Grazie alle Giornate di primavera del FAI facciamo una curiosa scoperta anagrafico-letteraria tra canali, barene, dossi e paludi acquitrinose nel parco regionale del delta del Po a nord di Ravenna. Siamo a Sant’Alberto, ai margini di una vasta distesa di canneti e di acqua salmastra a contatto con il mare Adriatico dove nidificano aironi bianchi, rossi e cinerini, svassi e falchi di palude. È il paradiso di chi ama il birdwatching. Un artigianale e romantico traghetto sul fiume Reno collega il paese allo scenografico argine sud delle valli di Comacchio, un paesaggio terracqueo disseminato di capanni per la pesca affacciati su canali e bacini distesi tra le pinete dove corre la memoria di gesta romane e bizantine, di antiche pievi ferraresi e veneziane, di vicende garibaldine e partigiane.
In questo borgo di pescatori e cacciatori da generazioni, di antiche abitazioni addossate alla via principale intitolata a Olindo Guerrini – poeta vernacolare e gloria locale – sorge una villa padronale e oggi casa-museo della famiglia Pascoli, originaria di Ravenna, prima che il ramo a cui apparteneva l’autore dell’inno alla Pace! si trasferisse a San Mauro nel Cesenate. A Sant’Alberto abitava l’amato cugino Antonio, per tutti Tugnén, di cui Giovanni fu spesso ospite e in contatto epistolare. Un casato con tanto di stemma (unicorno su campo rosso sormontato da tre gigli) che risale al XV secolo con l’antenato Conestabile che comandava milizie ravennati. Fra i discendenti un altro poeta, Gabriello Pascoli, che visse a Ferrara alla corte estense ed è citato da Torquato Tasso.

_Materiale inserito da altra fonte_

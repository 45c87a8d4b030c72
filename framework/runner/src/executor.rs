use std::path::PathBuf;
use std::process::Command;

use sweep_core::prelude::{ConfigError, Invocation, PlannedScenario, TagStyle};

use crate::config::HarnessConfig;
use crate::timing::{Timing, TimingExtractor};

/// Returned for a scenario whose tool invocation did not succeed.
///
/// The failure only affects its own scenario, the run carries on with the next one.
#[derive(derive_more::Error, derive_more::Display, Debug, Clone, PartialEq)]
#[display("scenario {index} failed: {reason}")]
pub struct ScenarioFailure {
    pub index: usize,
    /// The exit status or the reason the tool could not be started.
    pub reason: String,
    /// Standard error of the tool, empty if it never started.
    pub stderr: String,
}

/// The result of executing one scenario.
#[derive(Debug, Clone, PartialEq)]
pub enum ScenarioOutcome {
    Success { output_path: PathBuf, timing: Timing },
    Failure(ScenarioFailure),
}

/// A scenario that is ready to execute.
#[derive(Debug, Clone, PartialEq)]
pub struct PreparedScenario {
    pub index: usize,
    pub invocation: Invocation,
    pub file_name: String,
    pub output_path: PathBuf,
}

/// Runs the enhancement tool, one scenario at a time.
#[derive(Debug)]
pub struct Executor {
    executable: PathBuf,
    base_args: Vec<String>,
    output_dir: PathBuf,
    tag_style: TagStyle,
    timing: TimingExtractor,
}

impl Executor {
    pub fn new(executable: PathBuf, harness: &HarnessConfig) -> Result<Self, ConfigError> {
        Ok(Self {
            executable,
            base_args: harness.base_args(),
            output_dir: harness.output_dir.clone(),
            tag_style: harness.tag_style,
            timing: TimingExtractor::new(&harness.timing_pattern)?,
        })
    }

    /// Build the arguments and output location for a planned scenario.
    pub fn prepare(&self, planned: &PlannedScenario<'_>) -> PreparedScenario {
        let invocation = Invocation::build(&self.base_args, &planned.scenario, self.tag_style);
        let file_name = invocation.file_name(planned.index);
        let output_path = self.output_dir.join(&file_name);

        PreparedScenario {
            index: planned.index,
            invocation,
            file_name,
            output_path,
        }
    }

    /// The full command line for a prepared scenario, for display.
    pub fn command_line(&self, prepared: &PreparedScenario) -> String {
        std::iter::once(self.executable.to_string_lossy().into_owned())
            .chain(prepared.invocation.args.iter().cloned())
            .chain([
                "-o".to_string(),
                prepared.output_path.to_string_lossy().into_owned(),
            ])
            .map(|arg| quote_arg(&arg))
            .collect::<Vec<_>>()
            .join(" ")
    }

    /// Run the tool for a prepared scenario and wait for it to exit.
    ///
    /// This never returns an error, failures are reported as [ScenarioOutcome::Failure].
    pub fn execute(&self, prepared: &PreparedScenario) -> ScenarioOutcome {
        log::debug!("Running: {}", self.command_line(prepared));

        let output = match Command::new(&self.executable)
            .args(&prepared.invocation.args)
            .arg("-o")
            .arg(&prepared.output_path)
            .output()
        {
            Ok(output) => output,
            Err(e) => {
                return ScenarioOutcome::Failure(ScenarioFailure {
                    index: prepared.index,
                    reason: format!(
                        "failed to start '{}': {e}",
                        self.executable.display()
                    ),
                    stderr: String::new(),
                });
            }
        };

        let stdout = String::from_utf8_lossy(&output.stdout);
        let stderr = String::from_utf8_lossy(&output.stderr);
        log::trace!("Scenario {} stdout:\n{stdout}", prepared.index);

        if !output.status.success() {
            return ScenarioOutcome::Failure(ScenarioFailure {
                index: prepared.index,
                reason: format!("tool exited with {}", output.status),
                stderr: stderr.into_owned(),
            });
        }

        let timing = self.timing.extract(&stdout);
        if timing == Timing::NotAvailable {
            log::debug!("No timing report found for scenario {}", prepared.index);
        }

        ScenarioOutcome::Success {
            output_path: prepared.output_path.clone(),
            timing,
        }
    }
}

fn quote_arg(arg: &str) -> String {
    if !arg.is_empty()
        && arg
            .chars()
            .all(|c| c.is_ascii_alphanumeric() || "-_.,:/+=@".contains(c))
    {
        arg.to_string()
    } else {
        format!("'{}'", arg.replace('\'', r"'\''"))
    }
}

E poi cancellieri, agricoltori e parsimoniosi amministratori pubblici o ministri, come si diceva all’epoca. Così che il principe Alessandro Torlonia quando secoli più tardi ebbe bisogno di un amministratore per la tenuta di San Mauro, lo andò a cercare proprio a Sant’Alberto. Costui, Giovanni, omonimo dell’autore di Temporale e X agosto, fu presto raggiunto dal nipote Ruggero, lo sventurato padre del poeta che resterà vittima di un mai chiarito omicidio, ucciso a fucilate da due sicari nel 1867 per conto di un mandante spinto forse da motivi economici. Un episodio che segnò la vita del dodicenne letterato che al padre dedicò nel 1903 la Cavalla storna, la sua lirica forse più famosa contenuta nei Canti di Castelvecchio.

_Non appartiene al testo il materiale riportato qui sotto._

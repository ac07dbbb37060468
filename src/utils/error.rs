use std::ops::RangeInclusive;
use thiserror::Error;

#[derive(Error, Debug)]
pub enum RtuError {
    #[error("{field} = {value} is out of range {}..={}", .range.start(), .range.end())]
    ParameterOutOfRange {
        field: &'static str,
        value: u32,
        range: RangeInclusive<u32>,
    },

    #[error("Invalid input: {0}")]
    InvalidInput(String),

    #[error("Connection error: {0}")]
    Connection(String),

    #[error("Transport error: {0}")]
    Transport(String),
}

impl From<std::io::Error> for RtuError {
    fn from(err: std::io::Error) -> Self {
        RtuError::Transport(format!("IO error: {}", err))
    }
}

impl From<serialport::Error> for RtuError {
    fn from(err: serialport::Error) -> Self {
        RtuError::Connection(format!("Serial port error: {}", err))
    }
}
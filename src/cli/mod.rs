pub mod input;

pub use input::parse_request_line;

La villa di Sant’Alberto, con i soffitti affrescati da grottesche settecentesche, conserva il fitto carteggio che Giovanni intrattenne con il cugino Tugnén e dall’archivio delle sue opere vale la pena ricordare oggi, dati i tempi che corrono, l’opuscolo che uscì nel 1900 dai torchi dell’editore Remo Sandron contenente quattro testi. Uno di essi, l’inno alla Pace! fu scritto per i morti della strage di Milano del 7-8 maggio 1898 quando il generale Bava Baccaris fece sparare sulla folla che protestava per l’aumento del prezzo del pane provocando la morte di decine di persone. Una carneficina per cui l’ufficiale fu indegnamente decorato dal re Umberto I di Savoia per “il servizio reso alle istituzioni e alla civiltà”.
L’inno è un’esortazione alla concordia che il poeta celebre per la poetica del fanciullino e uno dei massimi rappresentanti del decadentismo letterario italiano, rivolge al genere umano. L’uomo, spinto da un’innata bestialità non ancora superata nel processo evolutivo, sparge colpevolmente il sangue dei propri simili. Giovanni Pascoli invita al perdono e all’oblio contro la follia della guerra e il comune destino di annientamento. Eccone un breve brano: “Becchini che scavano… È rossa/la luce di fiaccole ch’erra/ne l’ombra; e ben grande è la fossa/che s’apre annerando sotterra;/ben molti son là su le bare/là muti tra il rauco anelare/che aspettano, in fila… Ribelli?”. Un tema tragicamente attuale. Ma i politici, i ministri, i dittatori leggono ogni tanto i poeti?